I searched the internet to find the perfect definition of an outdoor living space, and to my surprise I came up short, even Wikipedia left me hanging.  In my opinion, creating an inviting outdoor living space is similar to that of changing your house into a home.  They both require an investment of time and materials. They both require the owner to personalize the space.  Some of the adverbs I’d utilize to describe this place would be, comfortable, welcoming, functional, interesting,… etc.  Establishing such takes ability, creativity, experience, and a personal investment in the effort (a.k.a “time and money”).  This definition includes both you and the people doing the work.

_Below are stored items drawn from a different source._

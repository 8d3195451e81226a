use sea_orm::ActiveValue::{NotSet, Set, Unchanged};
use sea_orm::entity::prelude::*;
use serde::{Deserialize, Serialize};

use crate::models::{CreateProduct, Product, UpdateProduct};

/// Sea-ORM Entity for the products table
#[derive(Clone, Debug, PartialEq, DeriveEntityModel, Serialize, Deserialize)]
#[sea_orm(table_name = "products")]
pub struct Model {
    #[sea_orm(primary_key)]
    pub id: i32,
    #[sea_orm(unique, column_type = "String(StringLen::N(255))")]
    pub name: String,
    #[sea_orm(column_type = "String(StringLen::N(255))", nullable)]
    pub description: Option<String>,
    #[sea_orm(column_type = "Double")]
    pub price: f64,
    #[sea_orm(column_type = "String(StringLen::N(255))", nullable)]
    pub image_name: Option<String>,
    pub created_at: DateTimeWithTimeZone,
    pub updated_at: DateTimeWithTimeZone,
}

#[derive(Copy, Clone, Debug, EnumIter, DeriveRelation)]
pub enum Relation {}

impl ActiveModelBehavior for ActiveModel {}

// Conversion from Sea-ORM Model to domain Product
impl From<Model> for Product {
    fn from(model: Model) -> Self {
        Self {
            id: model.id,
            name: model.name,
            description: model.description,
            price: model.price,
            image_name: model.image_name,
            created_at: model.created_at.into(),
            updated_at: model.updated_at.into(),
        }
    }
}

// Conversion from domain CreateProduct to Sea-ORM ActiveModel; the id comes from the sequence
impl From<CreateProduct> for ActiveModel {
    fn from(input: CreateProduct) -> Self {
        let now = chrono::Utc::now();
        ActiveModel {
            id: NotSet,
            name: Set(input.name),
            description: Set(input.description),
            price: Set(input.price),
            image_name: Set(input.image_name),
            created_at: Set(now.into()),
            updated_at: Set(now.into()),
        }
    }
}

impl ActiveModel {
    /// Column-level patch of row `id`: only fields present in `input` and
    /// `updated_at` end up in the `SET` list.
    pub fn patch(id: i32, input: UpdateProduct) -> Self {
        ActiveModel {
            id: Unchanged(id),
            name: input.name.map_or(NotSet, Set),
            description: input.description.map_or(NotSet, |d| Set(Some(d))),
            price: input.price.map_or(NotSet, Set),
            image_name: input.image_name.map_or(NotSet, |i| Set(Some(i))),
            created_at: NotSet,
            updated_at: Set(chrono::Utc::now().into()),
        }
    }
}
use axum::{
    Json, Router,
    extract::State,
    http::StatusCode,
    response::{IntoResponse, Response},
    routing::get,
};
use core_config::AppInfo;
use futures::future::join_all;
use serde::{Deserialize, Serialize};
use serde_json::{Map, Value, json};
use std::future::Future;
use std::pin::Pin;
use utoipa::ToSchema;

#[derive(Debug, Serialize, Deserialize, ToSchema)]
pub struct HealthResponse {
    pub status: String,
    pub name: String,
    pub version: String,
}

/// A boxed future for health checks with a string error
pub type HealthCheckFuture<'a> = Pin<Box<dyn Future<Output = Result<(), String>> + Send + 'a>>;

/// Runs multiple health checks concurrently and returns aggregated results.
///
/// The body always has a `status` of `ready` or `not ready`, plus one
/// `connected`/`disconnected` entry per named check.
///
/// # Example
/// ```ignore
/// let checks: Vec<(&str, HealthCheckFuture)> = vec![
///     ("database", Box::pin(async {
///         check_health(&db).await.map_err(|e| e.to_string())
///     })),
/// ];
/// run_health_checks(checks).await
/// ```
pub async fn run_health_checks(
    checks: Vec<(&str, HealthCheckFuture<'_>)>,
) -> Result<(StatusCode, Json<Value>), (StatusCode, Json<Value>)> {
    let names: Vec<_> = checks.iter().map(|(name, _)| *name).collect();
    let futures: Vec<_> = checks.into_iter().map(|(_, check)| check).collect();
    let results = join_all(futures).await;

    let mut body = Map::new();
    let mut all_healthy = true;

    for (name, result) in names.into_iter().zip(results) {
        let status = match result {
            Ok(()) => "connected",
            Err(e) => {
                tracing::error!("Readiness check failed: {} error: {:?}", name, e);
                all_healthy = false;
                "disconnected"
            }
        };
        body.insert(name.to_string(), json!(status));
    }

    body.insert(
        "status".to_string(),
        json!(if all_healthy { "ready" } else { "not ready" }),
    );

    if all_healthy {
        Ok((StatusCode::OK, Json(Value::Object(body))))
    } else {
        Err((StatusCode::SERVICE_UNAVAILABLE, Json(Value::Object(body))))
    }
}

/// Liveness handler: 200 whenever the process is serving.
pub async fn health_handler(State(app): State<AppInfo>) -> Response {
    let response = HealthResponse {
        status: "healthy".to_string(),
        name: app.name.to_string(),
        version: app.version.to_string(),
    };

    (StatusCode::OK, Json(response)).into_response()
}

/// Creates a router with the /health endpoint.
///
/// # Example
/// ```ignore
/// use axum_helpers::server::health_router;
/// use core_config::app_info;
///
/// let app = Router::new().merge(health_router(app_info!()));
/// ```
pub fn health_router(app_info: AppInfo) -> Router {
    Router::new()
        .route("/health", get(health_handler))
        .with_state(app_info)
}
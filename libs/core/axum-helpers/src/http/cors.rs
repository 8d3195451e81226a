use axum::http::{HeaderValue, Method, header};
use std::io;
use std::time::Duration;
use tower_http::cors::{AllowOrigin, CorsLayer};

/// Creates a CORS layer for the given origins.
///
/// The layer allows:
/// - GET, POST, PATCH, DELETE and OPTIONS
/// - Content-Type and Accept request headers
/// - A preflight max age of 1 hour
///
/// # Errors
/// Returns `InvalidInput` if any origin is not a valid header value.
pub fn create_cors_layer(origins: &[String]) -> io::Result<CorsLayer> {
    let allowed_origins = origins
        .iter()
        .map(|origin| origin.parse::<HeaderValue>())
        .collect::<Result<Vec<_>, _>>()
        .map_err(|e| {
            io::Error::new(
                io::ErrorKind::InvalidInput,
                format!("Invalid CORS_ALLOWED_ORIGIN value: {}", e),
            )
        })?;

    Ok(CorsLayer::new()
        .allow_origin(AllowOrigin::list(allowed_origins))
        .allow_methods([
            Method::GET,
            Method::POST,
            Method::PATCH,
            Method::DELETE,
            Method::OPTIONS,
        ])
        .allow_headers([header::CONTENT_TYPE, header::ACCEPT])
        .max_age(Duration::from_secs(3600)))
}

Outdoor living can consist of both structural and natural elements.  The tactful combination of these elements determines the overall success of the project.  Structural elements that come to mind include but are not limited to a pergola, deck, outdoor furniture, grill, patio, fire pit, hearth, etc.  Natural elements would be plantings, lighting, contours, fragrance, water, stone, sound, etc.  The outdoor living space is not to be confused with an outdoor kitchen.  An outdoor kitchen is simply structural elements in combination with the needed appliances to cook outdoors.   Therefore the outdoor living space may include an outdoor kitchen but is not limited to having one.  A growing trend in residential landscaping is that of placing more emphasis into the outdoor living space.  This is perhaps one of the most cost effective home improvements.

Improving your home is always a good investment. In the current economic environment, people are staying home.  Adding to your home’s value is smart, it positions you well if ever decide to sell your home as it makes your home more marketable.  At the same time, it improves your way of life and adds to your overall health and well being by placing you in direct contact with the outdoors.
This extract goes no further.